▶ AVAILABLE DATA
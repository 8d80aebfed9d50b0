// SPDX-License-Identifier: Apache-2.0
// Copyright Open Network Fabric Authors

//! Typed request builder for the northbound store protocol.
//!
//! Every store interaction is one [`NbRequest`] value. Rendering the
//! request to a command line happens in exactly one place
//! ([`NbRequest::to_args`]), which is also where the may-exist /
//! if-exists modifiers and the bare output flags are attached, so no
//! caller ever assembles protocol strings by hand.

use ipam::Mac;
use std::net::Ipv4Addr;

/// The store tables this tool touches.
#[derive(Debug, Clone, Copy, PartialEq, Eq, Hash, strum::Display)]
pub enum NbTable {
    /// Logical routers (the distributed router, gateway routers).
    #[strum(serialize = "logical_router")]
    LogicalRouter,
    /// Router-to-switch ports.
    #[strum(serialize = "logical_router_port")]
    LogicalRouterPort,
    /// Logical switches (node switches, join switch, external switches).
    #[strum(serialize = "logical_switch")]
    LogicalSwitch,
    /// Switch-side ports.
    #[strum(serialize = "logical_switch_port")]
    LogicalSwitchPort,
    /// East-west and north-south load balancers.
    #[strum(serialize = "load_balancer")]
    LoadBalancer,
    /// NAT rules on gateway routers.
    #[strum(serialize = "nat")]
    Nat,
    /// Static routes on logical routers.
    #[strum(serialize = "logical_router_static_route")]
    LogicalRouterStaticRoute,
}

/// A predicate clause of a `find` request.
#[derive(Debug, Clone, PartialEq, Eq)]
pub enum Clause {
    /// Column (or map entry, `map:key` syntax) equals a value.
    Eq {
        /// Column or map-entry selector.
        column: String,
        /// Value to match.
        value: String,
    },
    /// Column (or map entry) holds a non-null value.
    NotEmpty {
        /// Column or map-entry selector.
        column: String,
    },
}

impl Clause {
    /// Equality clause.
    #[must_use]
    pub fn eq(column: &str, value: &str) -> Clause {
        Clause::Eq {
            column: column.to_string(),
            value: value.to_string(),
        }
    }

    /// Non-null clause.
    #[must_use]
    pub fn not_empty(column: &str) -> Clause {
        Clause::NotEmpty {
            column: column.to_string(),
        }
    }

    fn render(&self) -> String {
        match self {
            Clause::Eq { column, value } => format!("{column}={value}"),
            Clause::NotEmpty { column } => format!("{column}!=null"),
        }
    }
}

/// One operation against the northbound store.
#[derive(Debug, Clone, PartialEq, Eq)]
pub enum NbRequest {
    /// Return one column of every row matching all clauses, in bare
    /// no-heading output mode (one row per line).
    Find {
        /// Table to scan.
        table: NbTable,
        /// Column to return (`_uuid` for record ids).
        column: String,
        /// Predicate clauses, all of which must match.
        clauses: Vec<Clause>,
    },
    /// Read one field of one record; absent records answer empty
    /// (if-exists modifier).
    Get {
        /// Table holding the record.
        table: NbTable,
        /// Record name or uuid.
        record: String,
        /// Column or map-entry selector.
        column: String,
    },
    /// Create a record with the given fields, answering its uuid.
    Create {
        /// Table to insert into.
        table: NbTable,
        /// Initial `column=value` fields.
        fields: Vec<(String, String)>,
    },
    /// Overwrite fields of an existing record.
    Set {
        /// Table holding the record.
        table: NbTable,
        /// Record name or uuid.
        record: String,
        /// `column=value` fields to overwrite.
        fields: Vec<(String, String)>,
    },
    /// Add a value to a set-valued column of an existing record.
    Add {
        /// Table holding the record.
        table: NbTable,
        /// Record name or uuid.
        record: String,
        /// Set-valued column.
        column: String,
        /// Value to add.
        value: String,
    },
    /// Create a logical router if absent.
    LrAdd {
        /// Router name.
        name: String,
    },
    /// Create a logical switch if absent.
    LsAdd {
        /// Switch name.
        name: String,
    },
    /// Create a router port if absent.
    LrpAdd {
        /// Owning router.
        router: String,
        /// Port name.
        port: String,
        /// Port MAC.
        mac: Mac,
        /// Port network in CIDR notation.
        network: String,
    },
    /// Create a switch port if absent.
    LspAdd {
        /// Owning switch.
        switch: String,
        /// Port name.
        port: String,
    },
    /// Replace the address set of a switch port. Each element is one
    /// address specification (`"<mac> <ip>"`, `router`, `unknown`).
    LspSetAddresses {
        /// Port name.
        port: String,
        /// Address specifications.
        addresses: Vec<String>,
    },
    /// Install a static route on a router if absent.
    LrRouteAdd {
        /// Owning router.
        router: String,
        /// Destination prefix in CIDR notation.
        prefix: String,
        /// Next hop address.
        nexthop: Ipv4Addr,
        /// Optional egress port.
        out_port: Option<String>,
        /// When true the prefix matches source addresses instead of
        /// destinations (rampout routes).
        src_policy: bool,
    },
    /// Install a source-NAT rule on a router if absent.
    LrNatAddSnat {
        /// Owning router.
        router: String,
        /// External address translated to.
        external_ip: Ipv4Addr,
        /// Logical subnet translated from, CIDR notation.
        logical_net: String,
    },
}

impl NbRequest {
    /// Render the request to store-client arguments.
    #[must_use]
    pub fn to_args(&self) -> Vec<String> {
        let mut args: Vec<String> = Vec::new();
        match self {
            NbRequest::Find {
                table,
                column,
                clauses,
            } => {
                args.push("--data=bare".to_string());
                args.push("--no-heading".to_string());
                args.push(format!("--columns={column}"));
                args.push("find".to_string());
                args.push(table.to_string());
                args.extend(clauses.iter().map(Clause::render));
            }
            NbRequest::Get {
                table,
                record,
                column,
            } => {
                args.push("--if-exists".to_string());
                args.push("get".to_string());
                args.push(table.to_string());
                args.push(record.clone());
                args.push(column.clone());
            }
            NbRequest::Create { table, fields } => {
                args.push("create".to_string());
                args.push(table.to_string());
                args.extend(fields.iter().map(|(k, v)| format!("{k}={v}")));
            }
            NbRequest::Set {
                table,
                record,
                fields,
            } => {
                args.push("set".to_string());
                args.push(table.to_string());
                args.push(record.clone());
                args.extend(fields.iter().map(|(k, v)| format!("{k}={v}")));
            }
            NbRequest::Add {
                table,
                record,
                column,
                value,
            } => {
                args.push("add".to_string());
                args.push(table.to_string());
                args.push(record.clone());
                args.push(column.clone());
                args.push(value.clone());
            }
            NbRequest::LrAdd { name } => {
                args.push("--may-exist".to_string());
                args.push("lr-add".to_string());
                args.push(name.clone());
            }
            NbRequest::LsAdd { name } => {
                args.push("--may-exist".to_string());
                args.push("ls-add".to_string());
                args.push(name.clone());
            }
            NbRequest::LrpAdd {
                router,
                port,
                mac,
                network,
            } => {
                args.push("--may-exist".to_string());
                args.push("lrp-add".to_string());
                args.push(router.clone());
                args.push(port.clone());
                args.push(mac.to_string());
                args.push(network.clone());
            }
            NbRequest::LspAdd { switch, port } => {
                args.push("--may-exist".to_string());
                args.push("lsp-add".to_string());
                args.push(switch.clone());
                args.push(port.clone());
            }
            NbRequest::LspSetAddresses { port, addresses } => {
                args.push("lsp-set-addresses".to_string());
                args.push(port.clone());
                args.extend(addresses.iter().cloned());
            }
            NbRequest::LrRouteAdd {
                router,
                prefix,
                nexthop,
                out_port,
                src_policy,
            } => {
                args.push("--may-exist".to_string());
                if *src_policy {
                    args.push("--policy=src-ip".to_string());
                }
                args.push("lr-route-add".to_string());
                args.push(router.clone());
                args.push(prefix.clone());
                args.push(nexthop.to_string());
                if let Some(port) = out_port {
                    args.push(port.clone());
                }
            }
            NbRequest::LrNatAddSnat {
                router,
                external_ip,
                logical_net,
            } => {
                args.push("--may-exist".to_string());
                args.push("lr-nat-add".to_string());
                args.push(router.clone());
                args.push("snat".to_string());
                args.push(external_ip.to_string());
                args.push(logical_net.clone());
            }
        }
        args
    }
}
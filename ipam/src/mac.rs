// SPDX-License-Identifier: Apache-2.0
// Copyright Open Network Fabric Authors

//! Mac address type and logic.

use std::fmt::Display;
use std::str::FromStr;

/// A MAC address: a transparent wrapper around `[u8; 6]`.
#[repr(transparent)]
#[derive(Debug, Clone, Copy, PartialEq, Eq, Hash, PartialOrd, Ord)]
pub struct Mac(pub [u8; 6]);

impl From<[u8; 6]> for Mac {
    fn from(value: [u8; 6]) -> Self {
        Mac(value)
    }
}

impl From<Mac> for [u8; 6] {
    fn from(value: Mac) -> Self {
        value.0
    }
}

/// Errors which can occur while converting a string to a [`Mac`].
#[derive(Debug, PartialEq, Eq, thiserror::Error)]
pub enum MacFromStringError {
    /// Invalid string representation of mac address
    #[error("invalid string representation of mac address: {0}")]
    Invalid(String),
}

impl FromStr for Mac {
    type Err = MacFromStringError;

    fn from_str(value: &str) -> Result<Self, Self::Err> {
        let invalid = || MacFromStringError::Invalid(value.to_string());
        let mut octets = [0u8; 6];
        let mut count = 0;
        for part in value.split(':') {
            if count == octets.len() || part.len() != 2 {
                return Err(invalid());
            }
            octets[count] = u8::from_str_radix(part, 16).map_err(|_| invalid())?;
            count += 1;
        }
        if count != octets.len() {
            return Err(invalid());
        }
        Ok(Mac(octets))
    }
}

impl TryFrom<&str> for Mac {
    type Error = MacFromStringError;

    fn try_from(value: &str) -> Result<Self, Self::Error> {
        value.parse()
    }
}

impl Display for Mac {
    fn fmt(&self, f: &mut std::fmt::Formatter<'_>) -> std::fmt::Result {
        let [a, b, c, d, e, g] = self.0;
        write!(f, "{a:02x}:{b:02x}:{c:02x}:{d:02x}:{e:02x}:{g:02x}")
    }
}

impl Mac {
    /// Generate a random locally-administered unicast `Mac`.
    ///
    /// Used when a logical port of the expected name does not exist yet;
    /// re-runs must read the stored value back instead of calling this
    /// again so the port's MAC stays stable.
    #[must_use]
    pub fn random_unicast() -> Mac {
        use rand::Rng;
        let mut octets: [u8; 6] = rand::rng().random();
        // set locally-administered, clear multicast
        octets[0] = (octets[0] | 0x02) & 0xfe;
        Mac(octets)
    }

    /// Returns true iff the least significant bit of the first octet is zero.
    #[must_use]
    pub fn is_unicast(&self) -> bool {
        self.0[0] & 0x01 == 0
    }

    /// Returns true iff the locally-administered bit is set.
    #[must_use]
    pub fn is_local_admin(&self) -> bool {
        self.0[0] & 0x02 != 0
    }
}

#[cfg(test)]
mod tests {
    use super::*;

    #[test]
    fn parse_and_display_round_trip() {
        let mac: Mac = "0a:58:fe:00:12:af".parse().unwrap();
        assert_eq!(mac.to_string(), "0a:58:fe:00:12:af");
        assert_eq!(mac, Mac([0x0a, 0x58, 0xfe, 0x00, 0x12, 0xaf]));
    }

    #[test]
    fn parse_accepts_upper_case() {
        let mac: Mac = "0A:58:FE:00:12:AF".parse().unwrap();
        assert_eq!(mac.to_string(), "0a:58:fe:00:12:af");
    }

    #[test]
    fn parse_rejects_malformed_strings() {
        for bad in ["", "0a:58:fe:00:12", "0a:58:fe:00:12:af:01", "0a:58:fe:00:12:zz", "0a58fe0012af"] {
            assert!(bad.parse::<Mac>().is_err(), "accepted {bad:?}");
        }
    }

    #[test]
    fn random_macs_are_local_unicast() {
        for _ in 0..64 {
            let mac = Mac::random_unicast();
            assert!(mac.is_unicast());
            assert!(mac.is_local_admin());
        }
    }
}
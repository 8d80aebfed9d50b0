// SPDX-License-Identifier: Apache-2.0
// Copyright Open Network Fabric Authors

//! Linux platform configurators.
//!
//! Debian and RedHat differ only in how the management port's
//! configuration is persisted across reboots; the live setup (`ip`
//! commands against the running kernel) is shared.

use crate::{LocalNetConfigurator, NetcfgError};
use ipam::Mac;
use ipnet::Ipv4Net;
use std::net::Ipv4Addr;
use std::path::{Path, PathBuf};
use std::process::Command;
use tracing::{debug, info};
use vswitch::{Vs, VsTransport};

const IP: &str = "ip";

/// Supported host platforms.
#[derive(Debug, Clone, Copy, PartialEq, Eq)]
pub enum Platform {
    /// Debian-family hosts (`/etc/network/interfaces.d`).
    Debian,
    /// RedHat-family hosts (`/etc/sysconfig/network-scripts`).
    RedHat,
}

/// Map the host to a [`Platform`] from an os-release file.
///
/// # Errors
///
/// [`NetcfgError::UnsupportedPlatform`] when neither family matches,
/// [`NetcfgError::Io`] when the file cannot be read.
pub fn detect_platform(os_release: &Path) -> Result<Platform, NetcfgError> {
    let text = std::fs::read_to_string(os_release).map_err(|err| NetcfgError::Io {
        path: os_release.to_path_buf(),
        err,
    })?;
    let mut id_fields = text
        .lines()
        .filter(|line| line.starts_with("ID=") || line.starts_with("ID_LIKE="))
        .map(|line| line.to_ascii_lowercase());
    if id_fields.clone().any(|l| l.contains("debian") || l.contains("ubuntu")) {
        return Ok(Platform::Debian);
    }
    if id_fields.any(|l| {
        l.contains("rhel") || l.contains("fedora") || l.contains("centos")
    }) {
        return Ok(Platform::RedHat);
    }
    Err(NetcfgError::UnsupportedPlatform(text.trim().to_string()))
}

fn flush_live(iface: &str) -> Result<(), NetcfgError> {
    exec::execute(Command::new(IP).args(["addr", "flush", "dev", iface]))?;
    Ok(())
}

fn ensure_port_on_bridge<T: VsTransport>(
    vs: &Vs<T>,
    bridge: &str,
    port: &str,
) -> Result<Mac, NetcfgError> {
    vs.ensure_bridge(bridge)?;
    vs.add_port(
        bridge,
        port,
        &[("type", "internal"), ("external_ids:iface-id", port)],
    )?;
    let mac = vs.interface_mac(port)?;
    debug!("management port {port} on {bridge} has mac {mac}");
    Ok(mac)
}

/// Live (non-persistent) interface setup shared by both platforms.
fn configure_live(
    port: &str,
    address: Ipv4Net,
    cluster_subnet: Ipv4Net,
    router_ip: Ipv4Addr,
) -> Result<(), NetcfgError> {
    exec::execute(Command::new(IP).args(["link", "set", "dev", port, "up"]))?;
    // re-derive addressing from scratch so re-runs converge
    exec::execute(Command::new(IP).args(["addr", "flush", "dev", port]))?;
    exec::execute(Command::new(IP).args(["addr", "add", &address.to_string(), "dev", port]))?;
    exec::execute(Command::new(IP).args(["route", "flush", &cluster_subnet.to_string()]))?;
    exec::execute(Command::new(IP).args([
        "route",
        "add",
        &cluster_subnet.to_string(),
        "via",
        &router_ip.to_string(),
    ]))?;
    info!("management port {port} configured with {address}");
    Ok(())
}

fn persist(path: PathBuf, contents: String) -> Result<(), NetcfgError> {
    if let Some(parent) = path.parent() {
        std::fs::create_dir_all(parent).map_err(|err| NetcfgError::Io {
            path: parent.to_path_buf(),
            err,
        })?;
    }
    std::fs::write(&path, contents).map_err(|err| NetcfgError::Io { path, err })
}

/// Configurator for Debian-family hosts.
#[derive(Debug)]
pub struct Debian<T> {
    vs: Vs<T>,
    persist_dir: PathBuf,
}

impl<T: VsTransport> Debian<T> {
    /// Configurator persisting under `/etc/network/interfaces.d`.
    #[must_use]
    pub fn new(vs: Vs<T>) -> Self {
        Debian {
            vs,
            persist_dir: PathBuf::from("/etc/network/interfaces.d"),
        }
    }

    /// Persist under a different directory (tests).
    #[must_use]
    pub fn persist_dir(mut self, dir: &Path) -> Self {
        self.persist_dir = dir.to_path_buf();
        self
    }
}

impl<T: VsTransport> LocalNetConfigurator for Debian<T> {
    fn ensure_port(&self, bridge: &str, port: &str) -> Result<Mac, NetcfgError> {
        ensure_port_on_bridge(&self.vs, bridge, port)
    }

    fn configure(
        &self,
        port: &str,
        address: Ipv4Net,
        cluster_subnet: Ipv4Net,
        router_ip: Ipv4Addr,
    ) -> Result<(), NetcfgError> {
        configure_live(port, address, cluster_subnet, router_ip)?;
        let contents = format!(
            "auto {port}\niface {port} inet static\n    address {addr}\n    netmask {mask}\n    up ip route add {subnet} via {router}\n",
            addr = address.addr(),
            mask = address.netmask(),
            subnet = cluster_subnet,
            router = router_ip,
        );
        persist(self.persist_dir.join(port), contents)
    }

    fn flush_addresses(&self, iface: &str) -> Result<(), NetcfgError> {
        flush_live(iface)
    }
}

/// Configurator for RedHat-family hosts.
#[derive(Debug)]
pub struct RedHat<T> {
    vs: Vs<T>,
    persist_dir: PathBuf,
}

impl<T: VsTransport> RedHat<T> {
    /// Configurator persisting under `/etc/sysconfig/network-scripts`.
    #[must_use]
    pub fn new(vs: Vs<T>) -> Self {
        RedHat {
            vs,
            persist_dir: PathBuf::from("/etc/sysconfig/network-scripts"),
        }
    }

    /// Persist under a different directory (tests).
    #[must_use]
    pub fn persist_dir(mut self, dir: &Path) -> Self {
        self.persist_dir = dir.to_path_buf();
        self
    }
}

impl<T: VsTransport> LocalNetConfigurator for RedHat<T> {
    fn ensure_port(&self, bridge: &str, port: &str) -> Result<Mac, NetcfgError> {
        ensure_port_on_bridge(&self.vs, bridge, port)
    }

    fn configure(
        &self,
        port: &str,
        address: Ipv4Net,
        cluster_subnet: Ipv4Net,
        router_ip: Ipv4Addr,
    ) -> Result<(), NetcfgError> {
        configure_live(port, address, cluster_subnet, router_ip)?;
        let contents = format!(
            "DEVICE={port}\nONBOOT=yes\nBOOTPROTO=static\nIPADDR={addr}\nNETMASK={mask}\n",
            addr = address.addr(),
            mask = address.netmask(),
        );
        persist(self.persist_dir.join(format!("ifcfg-{port}")), contents)
    }

    fn flush_addresses(&self, iface: &str) -> Result<(), NetcfgError> {
        flush_live(iface)
    }
}

#[cfg(test)]
mod tests {
    use super::*;

    fn write_os_release(contents: &str) -> tempfile::NamedTempFile {
        let file = tempfile::NamedTempFile::new().unwrap();
        std::fs::write(file.path(), contents).unwrap();
        file
    }

    #[test]
    fn detects_debian_family() {
        let file = write_os_release("NAME=\"Ubuntu\"\nID=ubuntu\nID_LIKE=debian\n");
        assert_eq!(detect_platform(file.path()).unwrap(), Platform::Debian);
    }

    #[test]
    fn detects_redhat_family() {
        let file = write_os_release("NAME=\"CentOS Stream\"\nID=\"centos\"\nID_LIKE=\"rhel fedora\"\n");
        assert_eq!(detect_platform(file.path()).unwrap(), Platform::RedHat);
    }

    #[test]
    fn unknown_platform_is_rejected() {
        let file = write_os_release("ID=plan9\n");
        assert!(matches!(
            detect_platform(file.path()),
            Err(NetcfgError::UnsupportedPlatform(_))
        ));
    }

    #[test]
    fn ensure_port_reports_a_stable_mac() {
        use vswitch::testing::FakeVs;
        let vs = Vs::new(FakeVs::new());
        let first = ensure_port_on_bridge(&vs, "br-int", "k8s-m1").unwrap();
        let second = ensure_port_on_bridge(&vs, "br-int", "k8s-m1").unwrap();
        assert_eq!(first, second);
        let port = vs.transport().port("k8s-m1").unwrap();
        assert_eq!(port.fields.get("type").unwrap(), "internal");
    }
}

▶ EXERCISE GOAL
Every line from the start of the listing through the line with "value. Rendering the" should be reproduced exactly, and no other line.

▶ SOLUTION FOR THIS PROBLEM
repository 8d80aebfed9d50b0
// SPDX-License-Identifier: Apache-2.0
// Copyright Open Network Fabric Authors

//! Typed request builder for the northbound store protocol.
//!
//! Every store interaction is one [`NbRequest`] value. Rendering the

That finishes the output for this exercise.